Wednesday, 4 April 2012

Official results: NLD sweeps 43 out of 44 seats

We congratulate and salute Aung San Suu Kyi. Winning 43 out of 44 seats in parliamentary by-elections is amazing, lets pray the same wave will hit Malaysia too in the coming GE13 - 1Christians



Democracy champion Aung San Suu Kyi’s party won almost all the seats it contested in Burmese elections, becoming the main opposition force in the national parliament, official results showed on Tuesday.

The veteran dissident’s National League for Democracy (NLD) stormed to victory in 43 of the 44 constituencies where it fielded candidates in Sunday’s polls, according to an election commission announcement on state television.

The landslide win in the by-elections gave Suu Kyi her first-ever seat in parliament, although it will not threaten the comfortable majority of the military-backed Union Solidarity and Development Party (USDP).

The Nobel laureate said in her victory speech on Monday that she hoped the vote would mark a “new era” for the nation after decades of repressive junta rule, but appealed for political unity and urged her supporters not to gloat.

The NLD won 37 seats in the 440-seat lower house, along with four in the upper house and two in the regional chambers, the results showed.

One quarter of the seats are reserved for unelected military officials.

The NLD lost one seat in eastern Shan state to the Shan Nationalities Democratic Party, which has strong support among ethnic minorities.

The USDP took just one seat, in a constituency in northwest Sagaing where the NLD candidate was disqualified from standing.

Suu Kyi's election to political office marks the latest sweeping change in the country formerly known as Burma after decades of outright military rule ended last year.

Burma’s quasi-civilian government has surprised even its critics over the past year with a string of reforms such as releasing hundreds of political prisoners and welcoming the opposition back into mainstream politics.

President Thein Sein hailed the polls as a success.

“The election was held successfully,” the former general said in brief remarks to reporters on the sidelines of a meeting with fellow leaders of Asean in Phnom Penh.

Observers say the regime needs Suu Kyi in parliament to bolster the legitimacy of its political system and spur an easing of Western sanctions.

Debate on lifting sanctions


The European Union opened a debate on Tuesday on how fast to lift sanctions, with a senior EU diplomat telling AFP that the bloc was leaning towards “a substantial lifting of sanctions with some red lines”.

The United States indicated it planned further reconciliation gestures with Burma in the near future.

“We are prepared to match positive steps of reform in Burma with steps of our own,” State Department spokesperson Victoria Nuland told reporters, declining to specify what the measures would be.

The Asean leaders called for all Western sanctions against Burma to be lifted in light of the vote.

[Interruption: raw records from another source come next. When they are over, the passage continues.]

pub mod bindings;
pub mod caps;
pub mod params;
pub mod pointers;
pub mod slots;

use crate::render::device::GlDevice;
use crate::render::gl::{self, GLenum, GLuint};

use bindings::{BufferBindings, TextureBindings};
use caps::{Capabilities, ClientArrays};
use params::{FixedFunction, PixelStore};
use pointers::Pointers;

/// Client-side shadow of one GL context's state.
///
/// Every category starts at the GL documented defaults, so a cache built for
/// a fresh context agrees with the device before the first call. Not `Sync`:
/// a GL context is driven from one thread.
///
/// Categories are read-only from outside the crate. Buffer bindings in
/// particular only change through `bind_buffer` and `delete_buffers`, which
/// keep the pointer caches in step with the array buffer:
///
/// ```compile_fail
/// let cache = glcache::GlStateCache::new();
/// let _ = cache.buffers;
/// ```
#[derive(Clone, Debug, Default)]
pub struct GlStateCache {
    pub(crate) caps: Capabilities,
    pub(crate) client_arrays: ClientArrays,
    pub(crate) textures: TextureBindings,
    pub(crate) buffers: BufferBindings,
    pub(crate) fixed: FixedFunction,
    pub(crate) pixel_store: PixelStore,
    pub(crate) pointers: Pointers,
}

impl GlStateCache {
    pub fn new() -> Self {
        Self::default()
    }

    pub fn caps(&self) -> &Capabilities {
        &self.caps
    }

    pub fn client_arrays(&self) -> &ClientArrays {
        &self.client_arrays
    }

    pub fn textures(&self) -> &TextureBindings {
        &self.textures
    }

    pub fn buffers(&self) -> &BufferBindings {
        &self.buffers
    }

    pub fn fixed(&self) -> &FixedFunction {
        &self.fixed
    }

    pub fn pixel_store(&self) -> &PixelStore {
        &self.pixel_store
    }

    pub fn pointers(&self) -> &Pointers {
        &self.pointers
    }

    /// Back to the defaults of a freshly created context.
    pub fn reset(&mut self) {
        *self = Self::new();
    }

    pub fn bind_buffer(&mut self, dev: &mut impl GlDevice, target: GLenum, buffer: GLuint) {
        if self.buffers.bind(dev, target, buffer) && target == gl::ARRAY_BUFFER {
            self.pointers.invalidate();
        }
    }

    pub fn record_bind_buffer(&mut self, target: GLenum, buffer: GLuint) {
        if target == gl::ARRAY_BUFFER && self.buffers.array_buffer() != buffer {
            self.pointers.invalidate();
        }
        self.buffers.record(target, buffer);
    }

    /// Deleting the bound array buffer rebinds it to 0, which moves the
    /// pointers just like an explicit bind would.
    pub fn delete_buffers(&mut self, dev: &mut impl GlDevice, buffers: &[GLuint]) {
        self.forget_buffers(buffers);
        dev.delete_buffers(buffers);
    }

    pub fn forget_buffers(&mut self, buffers: &[GLuint]) {
        let array_buffer = self.buffers.array_buffer();
        self.buffers.forget(buffers);
        if self.buffers.array_buffer() != array_buffer {
            self.pointers.invalidate();
        }
    }
}
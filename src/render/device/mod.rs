pub mod recording;
#[cfg(feature = "system_gl")]
pub mod system;

use crate::render::gl::{GLenum, GLfloat, GLint, GLpointer, GLsizei, GLuint};

/// The GL entry points the state cache sits in front of.
///
/// Design rule: only `render/device/*` can touch platform APIs. Every method
/// is a plain forward with the caller's arguments; none of them can fail.
pub trait GlDevice {
    fn enable(&mut self, cap: GLenum);
    fn disable(&mut self, cap: GLenum);

    /// Ask the device directly. Only reached for capabilities without a slot.
    fn is_enabled(&mut self, cap: GLenum) -> bool;

    fn enable_client_state(&mut self, array: GLenum);
    fn disable_client_state(&mut self, array: GLenum);

    fn bind_texture(&mut self, target: GLenum, texture: GLuint);
    fn delete_textures(&mut self, textures: &[GLuint]);
    fn bind_buffer(&mut self, target: GLenum, buffer: GLuint);
    fn delete_buffers(&mut self, buffers: &[GLuint]);

    fn matrix_mode(&mut self, mode: GLenum);
    fn blend_func(&mut self, sfactor: GLenum, dfactor: GLenum);
    fn blend_equation(&mut self, mode: GLenum);
    fn color4f(&mut self, red: GLfloat, green: GLfloat, blue: GLfloat, alpha: GLfloat);

    fn tex_envi(&mut self, target: GLenum, pname: GLenum, param: GLint);
    fn tex_envfv(&mut self, target: GLenum, pname: GLenum, params: &[GLfloat; 4]);

    fn vertex_pointer(&mut self, size: GLint, ty: GLenum, stride: GLsizei, pointer: GLpointer);
    fn color_pointer(&mut self, size: GLint, ty: GLenum, stride: GLsizei, pointer: GLpointer);
    fn tex_coord_pointer(&mut self, size: GLint, ty: GLenum, stride: GLsizei, pointer: GLpointer);

    fn pixel_storei(&mut self, pname: GLenum, param: GLint);
}
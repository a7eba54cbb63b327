#[cfg(feature = "system_gl")]
pub mod exports;
#[cfg(any(feature = "system_gl", test))]
pub mod types;
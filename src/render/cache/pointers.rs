use crate::render::device::GlDevice;
use crate::render::gl::{self, GLenum, GLint, GLpointer, GLsizei};

/// Arguments of one `gl*Pointer` call.
///
/// `pointer` is compared by address: the same data at a new address is new
/// state to GL, and the contents are never read.
#[derive(Clone, Copy, Debug, PartialEq, Eq)]
pub struct PointerState {
    pub size: GLint,
    pub ty: GLenum,
    pub stride: GLsizei,
    pub pointer: GLpointer,
}

impl PointerState {
    pub const DEFAULT: Self = Self { size: 4, ty: gl::FLOAT, stride: 0, pointer: core::ptr::null() };

    pub fn new(size: GLint, ty: GLenum, stride: GLsizei, pointer: GLpointer) -> Self {
        Self { size, ty, stride, pointer }
    }
}

/// Which of the classic arrays a pointer cache feeds.
#[derive(Clone, Copy, Debug, PartialEq, Eq)]
pub enum PointerKind {
    Vertex,
    Color,
    TexCoord,
}

impl PointerKind {
    fn forward(self, dev: &mut impl GlDevice, s: PointerState) {
        match self {
            PointerKind::Vertex => dev.vertex_pointer(s.size, s.ty, s.stride, s.pointer),
            PointerKind::Color => dev.color_pointer(s.size, s.ty, s.stride, s.pointer),
            PointerKind::TexCoord => dev.tex_coord_pointer(s.size, s.ty, s.stride, s.pointer),
        }
    }
}

/// Remembered vertex, color and texcoord pointers.
///
/// `None` marks a kind whose device state is unknown; whatever is submitted
/// next is forwarded.
#[derive(Clone, Debug)]
pub struct Pointers {
    vertex: Option<PointerState>,
    color: Option<PointerState>,
    tex_coord: Option<PointerState>,
}

impl Pointers {
    pub fn new() -> Self {
        Self {
            vertex: Some(PointerState::DEFAULT),
            color: Some(PointerState::DEFAULT),
            tex_coord: Some(PointerState::DEFAULT),
        }
    }

    /// Last tuple the device received, or `None` after an invalidation.
    pub fn get(&self, kind: PointerKind) -> Option<PointerState> {
        *self.slot(kind)
    }

    fn slot(&self, kind: PointerKind) -> &Option<PointerState> {
        match kind {
            PointerKind::Vertex => &self.vertex,
            PointerKind::Color => &self.color,
            PointerKind::TexCoord => &self.tex_coord,
        }
    }

    fn slot_mut(&mut self, kind: PointerKind) -> &mut Option<PointerState> {
        match kind {
            PointerKind::Vertex => &mut self.vertex,
            PointerKind::Color => &mut self.color,
            PointerKind::TexCoord => &mut self.tex_coord,
        }
    }

    /// Forwards the whole tuple if any field differs.
    pub fn set(&mut self, dev: &mut impl GlDevice, kind: PointerKind, state: PointerState) {
        let slot = self.slot_mut(kind);
        if *slot != Some(state) {
            kind.forward(dev, state);
            *slot = Some(state);
        }
    }

    pub fn record(&mut self, kind: PointerKind, state: PointerState) {
        *self.slot_mut(kind) = Some(state);
    }

    /// Force the next call of every kind through to the device.
    ///
    /// Pointers are offsets into the bound array buffer once one is bound, so
    /// any change of that binding makes the remembered tuples meaningless.
    pub fn invalidate(&mut self) {
        log::trace!("pointer caches invalidated");
        self.vertex = None;
        self.color = None;
        self.tex_coord = None;
    }
}

impl Default for Pointers {
    fn default() -> Self {
        Self::new()
    }
}
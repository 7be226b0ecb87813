//! Error types for NetCDF reading.

use diags_common::DiagsError;
use thiserror::Error;

/// Result type for NetCDF reader operations.
pub type NetCdfResult<T> = Result<T, NetCdfError>;

/// Error types for NetCDF reading.
#[derive(Error, Debug)]
pub enum NetCdfError {
    /// File I/O error
    #[error("I/O error: {0}")]
    IoError(#[from] std::io::Error),

    /// Missing required variable, dimension or attribute
    #[error("Missing required data: {0}")]
    MissingData(String),

    /// Invalid data format
    #[error("Invalid data format: {0}")]
    InvalidFormat(String),

    /// Command execution error (for ncdump fallback)
    #[error("Command execution failed: {0}")]
    CommandError(String),
}

impl From<NetCdfError> for DiagsError {
    fn from(err: NetCdfError) -> Self {
        match err {
            NetCdfError::IoError(e) => DiagsError::Io(e),
            other => DiagsError::DataReadError(other.to_string()),
        }
    }
}
//! Transforms applied to physical fields before statistics and plotting.
//!
//! - Unit conversion with a small units registry
//! - Range masking against a companion field
//! - Cyclic longitude wrapping
//! - Cell-wise differences on identical grids

pub mod arith;
pub mod cyclic;
pub mod mask;
pub mod units;

pub use arith::difference;
pub use cyclic::add_cyclic;
pub use mask::mask_by;
pub use units::{convert_units, LinearConversion, UnitRegistry};
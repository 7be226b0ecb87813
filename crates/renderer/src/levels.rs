//! Contour level sets and colorbar label formatting.

use diags_common::{DiagsError, DiagsResult};

/// Sentinel added below and above user levels so every value falls in a bin.
pub const LEVEL_PAD: f64 = 1.0e8;

/// Colors spread over the bins of a boundary norm.
pub const BOUNDARY_COLORS: usize = 256;

/// Levels must be finite and non-decreasing.
pub fn validate_levels(levels: &[f64]) -> DiagsResult<()> {
    if let Some(bad) = levels.iter().find(|v| !v.is_finite()) {
        return Err(DiagsError::InvalidLevels(format!(
            "level {} is not finite",
            bad
        )));
    }
    if let Some(w) = levels.windows(2).find(|w| w[1] < w[0]) {
        return Err(DiagsError::InvalidLevels(format!(
            "levels must be non-decreasing, found {} after {}",
            w[1], w[0]
        )));
    }
    Ok(())
}

/// `[-1e8] + levels + [1e8]`, after validation.
pub fn padded_levels(levels: &[f64]) -> DiagsResult<Vec<f64>> {
    validate_levels(levels)?;
    let mut padded = Vec::with_capacity(levels.len() + 2);
    padded.push(-LEVEL_PAD);
    padded.extend_from_slice(levels);
    padded.push(LEVEL_PAD);
    Ok(padded)
}

/// printf-style `%W.Pf` format and tick padding for colorbar labels.
#[derive(Debug, Clone, Copy, PartialEq)]
pub struct ColorbarFormat {
    pub width: usize,
    pub precision: usize,
    /// Label padding in points.
    pub pad: f32,
}

impl ColorbarFormat {
    /// Choose the format from the largest absolute level.
    pub fn for_magnitude(maxval: f64) -> Self {
        let (width, precision, pad) = if maxval < 1.0 {
            (5, 3, 30.0)
        } else if maxval < 10.0 {
            (5, 2, 25.0)
        } else if maxval < 100.0 {
            (5, 1, 25.0)
        } else {
            (6, 1, 30.0)
        };
        Self {
            width,
            precision,
            pad,
        }
    }

    pub fn for_levels(levels: &[f64]) -> Self {
        let maxval = levels.iter().fold(0.0_f64, |m, v| m.max(v.abs()));
        Self::for_magnitude(maxval)
    }

    /// The printf pattern, e.g. `%5.3f`.
    pub fn pattern(&self) -> String {
        format!("%{}.{}f", self.width, self.precision)
    }

    /// Format like printf: right-aligned in `width` with `precision` decimals.
    pub fn format(&self, value: f64) -> String {
        format!("{:>w$.p$}", value, w = self.width, p = self.precision)
    }
}

/// Colorbar tick labels for user levels.
pub fn colorbar_labels(levels: &[f64]) -> Vec<String> {
    let fmt = ColorbarFormat::for_levels(levels);
    levels.iter().map(|&v| fmt.format(v)).collect()
}

#[cfg(test)]
mod tests {
    use super::*;

    #[test]
    fn test_format_rule_boundaries() {
        assert_eq!(ColorbarFormat::for_magnitude(0.5).pattern(), "%5.3f");
        assert_eq!(ColorbarFormat::for_magnitude(1.0).pattern(), "%5.2f");
        assert_eq!(ColorbarFormat::for_magnitude(50.0).pattern(), "%5.1f");
        assert_eq!(ColorbarFormat::for_magnitude(100.0).pattern(), "%6.1f");
        assert_eq!(ColorbarFormat::for_magnitude(0.5).pad, 30.0);
        assert_eq!(ColorbarFormat::for_magnitude(50.0).pad, 25.0);
    }

    #[test]
    fn test_printf_like_output() {
        let fmt = ColorbarFormat::for_magnitude(0.5);
        assert_eq!(fmt.format(0.25), "0.250");
        assert_eq!(fmt.format(-0.5), "-0.500");
        let fmt = ColorbarFormat::for_magnitude(50.0);
        assert_eq!(fmt.format(5.0), "  5.0");
    }

    #[test]
    fn test_padded_levels() {
        assert_eq!(
            padded_levels(&[1.0, 2.0]).unwrap(),
            vec![-1.0e8, 1.0, 2.0, 1.0e8]
        );
        assert_eq!(padded_levels(&[]).unwrap(), vec![-1.0e8, 1.0e8]);
    }

    #[test]
    fn test_decreasing_levels_rejected() {
        assert!(matches!(
            validate_levels(&[1.0, 0.5]),
            Err(DiagsError::InvalidLevels(_))
        ));
        assert!(validate_levels(&[1.0, 1.0, 2.0]).is_ok());
        assert!(validate_levels(&[f64::NAN]).is_err());
    }
}
//! Tests for region specifications and error classification.

use diags_common::{DiagsError, RegionSpec};

// ============================================================================
// Constructor tests
// ============================================================================

#[test]
fn test_region_new_valid() {
    let region = RegionSpec::new("box", 100.0, 160.0, -10.0, 10.0).unwrap();
    assert_eq!(region.lon_covered(), 60.0);
    assert_eq!(region.lat_covered(), 20.0);
}

#[test]
fn test_region_default_is_global() {
    let region = RegionSpec::default();
    assert_eq!(region.name, "global");
    assert_eq!(region.lon_covered(), 360.0);
    assert_eq!(region.lat_covered(), 180.0);
}

#[test]
fn test_region_wrapping_past_360_is_allowed() {
    let region = RegionSpec::new("pacific", 120.0, 420.0, -30.0, 30.0).unwrap();
    assert_eq!(region.lon_covered(), 300.0);
}

#[test]
fn test_region_more_than_full_circle_rejected() {
    let err = RegionSpec::new("too_wide", 0.0, 400.0, -30.0, 30.0).unwrap_err();
    assert!(matches!(err, DiagsError::InvalidRegion { .. }));
}

#[test]
fn test_region_nan_rejected() {
    assert!(RegionSpec::new("nan", f64::NAN, 10.0, 0.0, 1.0).is_err());
}

// ============================================================================
// Lookup tests
// ============================================================================

#[test]
fn test_lookup_nino_boxes() {
    let nino3 = RegionSpec::lookup("NINO3").unwrap();
    assert_eq!((nino3.lon_west, nino3.lon_east), (210.0, 270.0));

    let nino4 = RegionSpec::lookup("NINO4").unwrap();
    assert_eq!((nino4.lat_south, nino4.lat_north), (-5.0, 5.0));
}

#[test]
fn test_lookup_is_case_sensitive() {
    assert!(RegionSpec::lookup("Global").is_err());
    assert!(RegionSpec::lookup("global").is_ok());
}

#[test]
fn test_region_serde_roundtrip_shape() {
    let region = RegionSpec::lookup("TROPICS").unwrap();
    let json = serde_json::to_string(&region).unwrap();
    assert!(json.contains("\"lat_south\":-20.0"));
}

// ============================================================================
// Error classification
// ============================================================================

#[test]
fn test_configuration_errors_classified() {
    assert!(DiagsError::UnsupportedBackend("vcs".into()).is_configuration_error());
    assert!(DiagsError::UnknownSet("set99".into()).is_configuration_error());
    assert!(!DiagsError::RenderError("boom".into()).is_configuration_error());
}

#[test]
fn test_unit_conversion_error_names_units() {
    let err = DiagsError::UnitConversion {
        from: "furlong".into(),
        to: "K".into(),
        reason: "unknown unit".into(),
    };
    let msg = err.to_string();
    assert!(msg.contains("furlong"));
    assert!(msg.contains("'K'"));
}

“The lifting of sanctions would contribute positively to the democratic process and especially economic development of Burma,” a top Cambodian official told reporters, quoting leaders inside the meeting room.

At the last Asean summit in November, Burma was rewarded for its reforms by being promised the bloc’s chairmanship in 2014. It is also eager to win greater foreign investment with the prospect of sanctions being lifted.

Unlike in the 2010 general elections, the Burmese government allowed foreign observers and journalists to witness Sunday’s polls, which were to replace lawmakers who gave up their seats to join the government.

The 2010 vote, won by the military’s political proxies, was plagued by complaints of cheating and the exclusion of Suu Kyi, who was released from seven straight years of house arrest shortly afterwards.

The NLD swept to a landslide election victory in 1990, when Suu Kyi was in detention, but the junta never recognised the result.